One paper, however, raised questions. Its lead author, H. Earl Ruley, now at Vanderbilt University, pointed out that the ras gene not only failed to produce cancer in cells that were not immortalized, but also seemed to do something else. It seemed to make such cells stop dividing altogether. It let them remain alive but never divide again. In his paper, published in 1988, Dr. Ruley even suggested pursuing the work to develop cancer therapies.

That idea, however, went against the entire cancer gene hypothesis. Why would a cancer gene make a cell stop growing? Cancer genes were supposed to make cells grow out of control, not stop. And no one had any idea how such a process, if it were real, would even work.

“People didn’t get it,” said Dr. Lowe, who was Dr. Ruley’s doctoral student.

But as techniques of molecular biology improved, Dr. Lowe and a few others revisited Dr. Ruley’s idea and untangled the molecular biology.

They discovered that the very cancer gene that makes a cell grow eventually turns on other genes that stop growth. Researchers called the process oncogene-induced cell senescence and said it might be one way to stop a cancer from progressing.

“The cell has a built-in sensor that says ‘shut down proliferation’ and says ‘O.K., that’s enough,’ ” Dr. Lowe said. “Then the cells will never divide again. It’s a terminal event.”

Dr. Mooi recalled his astonishment. “It was an amazing finding,” he said. And it raised an obvious question: Did this happen in humans, or was it an artifact of growing cells in petri dishes?

“There was this conundrum,” Dr. Lowe said. “If you couldn’t see it in animals, maybe it was not relevant.”

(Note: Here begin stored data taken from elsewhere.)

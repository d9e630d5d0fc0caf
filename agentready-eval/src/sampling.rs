use crate::error::BenchmarkError;
use crate::runner::BenchmarkRunner;
use agentready_types::eval::DroppedSample;
use camino::Utf8Path;
use std::time::Duration;
use tracing::warn;

/// Scores kept and invocations dropped over one sampling round.
#[derive(Debug, Clone, Default, PartialEq)]
pub struct Samples {
    pub scores: Vec<f64>,
    pub dropped: Vec<DroppedSample>,
}

/// Runs the benchmark `iterations` times, sequentially, each bounded by
/// `timeout`. Timeouts and failed runs become dropped samples; only an
/// unavailable benchmark is an error.
pub async fn collect_samples(
    runner: &dyn BenchmarkRunner,
    workspace: &Utf8Path,
    iterations: u32,
    timeout: Duration,
) -> Result<Samples, BenchmarkError> {
    let mut out = Samples::default();
    for iteration in 0..iterations {
        let reason = match tokio::time::timeout(timeout, runner.run(workspace, iteration)).await {
            Ok(Ok(score)) if score.is_finite() => {
                out.scores.push(score);
                continue;
            }
            Ok(Ok(score)) => format!("non-finite score {score}"),
            Ok(Err(BenchmarkError::Failed(message))) => message,
            Ok(Err(e @ BenchmarkError::Unavailable(_))) => return Err(e),
            Err(_) => format!("timed out after {}s", timeout.as_secs_f64()),
        };
        warn!(
            benchmark = runner.name(),
            iteration,
            reason = %reason,
            "dropping benchmark sample"
        );
        out.dropped.push(DroppedSample { iteration, reason });
    }
    Ok(out)
}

But recent research changed all that.

Dr. Mooi and Daniel Peeper of the Netherlands Cancer Institute in Amsterdam showed that the phenomenon explains what happens in moles. Mole cells have a cancer gene, BRAF, that makes them divide. BRAF then turns on another gene, p16, that makes them stop dividing forever.

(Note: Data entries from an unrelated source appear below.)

use agentready_types::Tier;
use agentready_types::eval::{BaselineRun, EvalSummary, ImpactResult, TierAverage};
use agentready_types::schema::AGENTREADY_EVAL_V1;
use chrono::Utc;

/// Ranks impacts by delta (descending, ties by attribute id) and computes
/// per-tier averages. A tier with no tested attribute averages `0.0`.
pub fn summarize(baseline: BaselineRun, mut impacts: Vec<ImpactResult>) -> EvalSummary {
    impacts.sort_by(|a, b| {
        b.delta
            .total_cmp(&a.delta)
            .then_with(|| a.attribute_id.cmp(&b.attribute_id))
    });

    let tier_averages = Tier::ALL
        .iter()
        .map(|&tier| {
            let deltas: Vec<f64> = impacts
                .iter()
                .filter(|i| i.tier == tier)
                .map(|i| i.delta)
                .collect();
            let average_delta = if deltas.is_empty() {
                0.0
            } else {
                deltas.iter().sum::<f64>() / deltas.len() as f64
            };
            TierAverage {
                tier,
                average_delta,
                attributes_tested: deltas.len() as u32,
            }
        })
        .collect();

    let significant_improvements = impacts
        .iter()
        .filter(|i| i.is_significant() && i.delta > 0.0)
        .count() as u32;

    EvalSummary {
        schema: AGENTREADY_EVAL_V1.to_string(),
        timestamp: Utc::now(),
        baseline,
        total_tested: impacts.len() as u32,
        impacts,
        tier_averages,
        significant_improvements,
    }
}

#[cfg(test)]
mod tests {
    use super::*;
    use agentready_types::eval::Significance;
    use pretty_assertions::assert_eq;

    fn baseline() -> BaselineRun {
        BaselineRun {
            samples: vec![60.0, 61.0],
            mean: 60.5,
            std_dev: 0.7,
            n: 2,
            dropped: vec![],
            fingerprint: "f".to_string(),
            recorded_at: Utc::now(),
        }
    }

    fn impact(id: &str, tier: Tier, delta: f64, significance: Significance) -> ImpactResult {
        ImpactResult {
            attribute_id: id.to_string(),
            attribute_name: id.to_string(),
            tier,
            baseline_mean: 60.5,
            post_mean: 60.5 + delta,
            delta,
            t_statistic: None,
            p_value: None,
            cohens_d: None,
            effect: None,
            significance,
            iterations: 2,
            samples: vec![],
            dropped_samples: vec![],
            fixes_applied: 1,
            remediation_log: vec![],
        }
    }

    #[test]
    fn ranks_by_delta_and_averages_tiers() {
        let summary = summarize(
            baseline(),
            vec![
                impact("b", Tier::Essential, 2.0, Significance::NotSignificant),
                impact("a", Tier::Essential, 4.0, Significance::Significant),
                impact("c", Tier::Important, -1.0, Significance::Significant),
                impact("d", Tier::Important, 2.0, Significance::Significant),
            ],
        );

        let order: Vec<&str> = summary.impacts.iter().map(|i| i.attribute_id.as_str()).collect();
        assert_eq!(order, vec!["a", "b", "d", "c"]);
        assert_eq!(summary.schema, AGENTREADY_EVAL_V1);
        assert_eq!(summary.total_tested, 4);
        assert_eq!(summary.significant_improvements, 2);

        let averages: Vec<(Tier, f64, u32)> = summary
            .tier_averages
            .iter()
            .map(|t| (t.tier, t.average_delta, t.attributes_tested))
            .collect();
        assert_eq!(
            averages,
            vec![
                (Tier::Essential, 3.0, 2),
                (Tier::Critical, 0.0, 0),
                (Tier::Important, 0.5, 2),
                (Tier::Advanced, 0.0, 0),
            ]
        );
    }

    #[test]
    fn empty_session_still_reports_every_tier() {
        let summary = summarize(baseline(), vec![]);
        assert_eq!(summary.total_tested, 0);
        assert_eq!(summary.tier_averages.len(), 4);
        assert!(summary.tier_averages.iter().all(|t| t.average_delta == 0.0));
    }
}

Dr. Leonard Zon and Elizabeth Patton of Children’s Hospital, Dr. Fisher, and their colleagues produced moles in zebrafish by giving them the BRAF gene. Next they tried the same experiment in zebrafish that lacked a gene, p53, that prevented the BRAF gene from activating the cell’s brakes on cell division. The result was a malignant cancer, moles that quickly turned into deadly melanomas.

The same sort of thing happens in the prostate, Dr. Pandolfi discovered. In prostate glands removed from men with early prostate cancer, he saw cancer cells, of course, but he also saw something else: tumors that were the molecular equivalent of moles, made up of senescent cells.

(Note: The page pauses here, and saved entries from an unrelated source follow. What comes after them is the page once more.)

//! Assess, align and eval pipelines.
//!
//! Configuration is resolved and validated first, then the repository is
//! discovered; only after both succeed does any scanning or mutation
//! happen. Artifact writing is separate and goes through [`WritePort`].

use crate::adapters::{ShellGitPort, ShellReviewPort};
use crate::config::{AgentreadyConfig, load_config, load_or_default};
use crate::error::ToolError;
use crate::ports::{BenchmarkRunner, CommandRunner, Confirmer, ReviewPort, VcsPort, WritePort};
use crate::settings::{AlignRunSettings, AssessSettings, EvalRunSettings};
use agentready_align::{AcceptAll, AlignEngine, ShellCommandRunner};
use agentready_assess::{Registry, Scanner, discover_repository};
use agentready_eval::{EvalHarness, ImpactLedger};
use agentready_types::CancelFlag;
use agentready_types::align::AlignReport;
use agentready_types::assessment::Assessment;
use agentready_types::eval::EvalSummary;
use anyhow::Context;
use camino::Utf8Path;
use std::sync::Arc;
use tracing::info;

fn resolve_config(repo_root: &Utf8Path, explicit: Option<&Utf8Path>) -> Result<AgentreadyConfig, ToolError> {
    let config = match explicit {
        Some(path) => load_config(path)?,
        None => load_or_default(repo_root)?,
    };
    Ok(config)
}

fn build_scanner(config: &AgentreadyConfig, attributes: &[String]) -> Result<Scanner, ToolError> {
    let registry = if attributes.is_empty() {
        Registry::builtin()
    } else {
        Registry::builtin().restrict(attributes)?
    };
    Ok(Scanner::new(registry, config.scorer()?).with_parallelism(config.scanner.parallelism))
}

/// Outcome of `run_assess`.
pub struct AssessOutcome {
    pub assessment: Assessment,
    pub json: String,
}

pub fn run_assess(settings: &AssessSettings) -> Result<AssessOutcome, ToolError> {
    let config = resolve_config(&settings.repo_root, settings.config_path.as_deref())?;
    let scanner = build_scanner(&config, &settings.attributes)?;
    let repo = discover_repository(&settings.repo_root)?;

    let assessment = scanner.scan(&repo)?;
    let json = serde_json::to_string_pretty(&assessment).context("serialize assessment")?;
    info!(
        repo = %repo.root,
        overall = assessment.score.overall,
        certification = assessment.score.certification.label(),
        "assessment complete"
    );
    Ok(AssessOutcome { assessment, json })
}

pub fn write_assess_artifacts(
    outcome: &AssessOutcome,
    out_dir: &Utf8Path,
    writer: &dyn WritePort,
) -> anyhow::Result<()> {
    writer.create_dir_all(out_dir)?;
    writer.write_file(&out_dir.join("assessment.json"), outcome.json.as_bytes())
}

/// Collaborators of an align run.
pub struct AlignPorts {
    pub commands: Arc<dyn CommandRunner>,
    pub confirmer: Arc<dyn Confirmer>,
    pub review: Option<(Arc<dyn VcsPort>, Arc<dyn ReviewPort>)>,
    pub cancel: CancelFlag,
}

impl Default for AlignPorts {
    fn default() -> Self {
        Self {
            commands: Arc::new(ShellCommandRunner),
            confirmer: Arc::new(AcceptAll),
            review: None,
            cancel: CancelFlag::new(),
        }
    }
}

impl AlignPorts {
    /// Process-backed ports: fix commands, `git` and `gh`.
    pub fn shell() -> Self {
        Self {
            review: Some((Arc::new(ShellGitPort), Arc::new(ShellReviewPort))),
            ..Self::default()
        }
    }
}

/// Outcome of `run_align`.
pub struct AlignOutcome {
    pub report: AlignReport,
    pub json: String,
}

pub fn run_align(settings: &AlignRunSettings, ports: &AlignPorts) -> Result<AlignOutcome, ToolError> {
    let config = resolve_config(&settings.repo_root, settings.config_path.as_deref())?;
    let scanner = build_scanner(&config, &[])?;
    let repo = discover_repository(&settings.repo_root)?;

    let mut engine = AlignEngine::new(scanner)
        .with_runner(ports.commands.clone())
        .with_confirmer(ports.confirmer.clone())
        .with_cancel(ports.cancel.clone());
    if let Some((vcs, review)) = &ports.review {
        engine = engine.with_review(vcs.clone(), review.clone());
    }

    let align_settings = agentready_align::AlignSettings {
        mode: settings.mode,
        attributes: settings.attributes.clone(),
        interactive: settings.interactive,
        ..config.align_settings()
    };
    let report = engine.run(&repo, &align_settings)?;
    let json = serde_json::to_string_pretty(&report).context("serialize align report")?;
    info!(
        repo = %repo.root,
        mode = ?report.mode,
        before = report.before.overall,
        after = ?report.after.map(|a| a.overall),
        "align complete"
    );
    Ok(AlignOutcome { report, json })
}

pub fn write_align_artifacts(
    outcome: &AlignOutcome,
    out_dir: &Utf8Path,
    writer: &dyn WritePort,
) -> anyhow::Result<()> {
    writer.create_dir_all(out_dir)?;
    writer.write_file(&out_dir.join("align.json"), outcome.json.as_bytes())?;
    writer.write_file(&out_dir.join("patch.diff"), outcome.report.patch.as_bytes())
}

/// Collaborators of an eval run.
pub struct EvalPorts {
    pub runner: Arc<dyn BenchmarkRunner>,
    pub commands: Arc<dyn CommandRunner>,
    pub cancel: CancelFlag,
}

impl EvalPorts {
    pub fn new(runner: Arc<dyn BenchmarkRunner>) -> Self {
        Self {
            runner,
            commands: Arc::new(ShellCommandRunner),
            cancel: CancelFlag::new(),
        }
    }
}

/// Outcome of `run_eval`.
pub struct EvalOutcome {
    pub summary: EvalSummary,
    pub json: String,
}

pub async fn run_eval(settings: &EvalRunSettings, ports: &EvalPorts) -> Result<EvalOutcome, ToolError> {
    let config = resolve_config(&settings.repo_root, settings.config_path.as_deref())?;
    let scanner = build_scanner(&config, &[])?;
    let repo = discover_repository(&settings.repo_root)?;

    let ledger = match &settings.ledger_dir {
        Some(dir) => ImpactLedger::persistent(dir.clone()),
        None => ImpactLedger::in_memory(),
    };
    let harness = EvalHarness::new(repo.root.clone(), scanner, ports.runner.clone(), config.eval_settings())
        .with_ledger(Arc::new(ledger))
        .with_command_runner(ports.commands.clone())
        .with_cancel(ports.cancel.clone());

    let summary = harness.run(&settings.selection).await?;
    let json = serde_json::to_string_pretty(&summary).context("serialize eval summary")?;
    info!(
        repo = %repo.root,
        benchmark = ports.runner.name(),
        tested = summary.total_tested,
        significant = summary.significant_improvements,
        "evaluation complete"
    );
    Ok(EvalOutcome { summary, json })
}

pub fn write_eval_artifacts(
    outcome: &EvalOutcome,
    out_dir: &Utf8Path,
    writer: &dyn WritePort,
) -> anyhow::Result<()> {
    writer.create_dir_all(out_dir)?;
    writer.write_file(&out_dir.join("eval-summary.json"), outcome.json.as_bytes())
}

The investigators began asking why those senescent cells in the prostate glands had stopped dividing. The story was the same as in moles. First the cells lose a normal gene, PTEN, that is often missing in prostate cancer. The effect is the same as knocking out a normal gene with a mutation that creates a cancer gene. Without PTEN, cells grow aberrantly. Then the cells turn on their p53 gene. That halts their division forever.

Dr. Pandolfi and his colleagues reproduced the effect in mouse prostates, creating molelike tumors there. Then they asked what would happen in mouse prostates if cells lost not only PTEN but also p53, the fail-safe gene.

“This tumor was now devastating,” Dr. Pandolfi said. “It was a tremendously aggressive tumor. It would kill the mouse in a few months.”

Now he wants to find treatments that revert cancers back to a molelike state.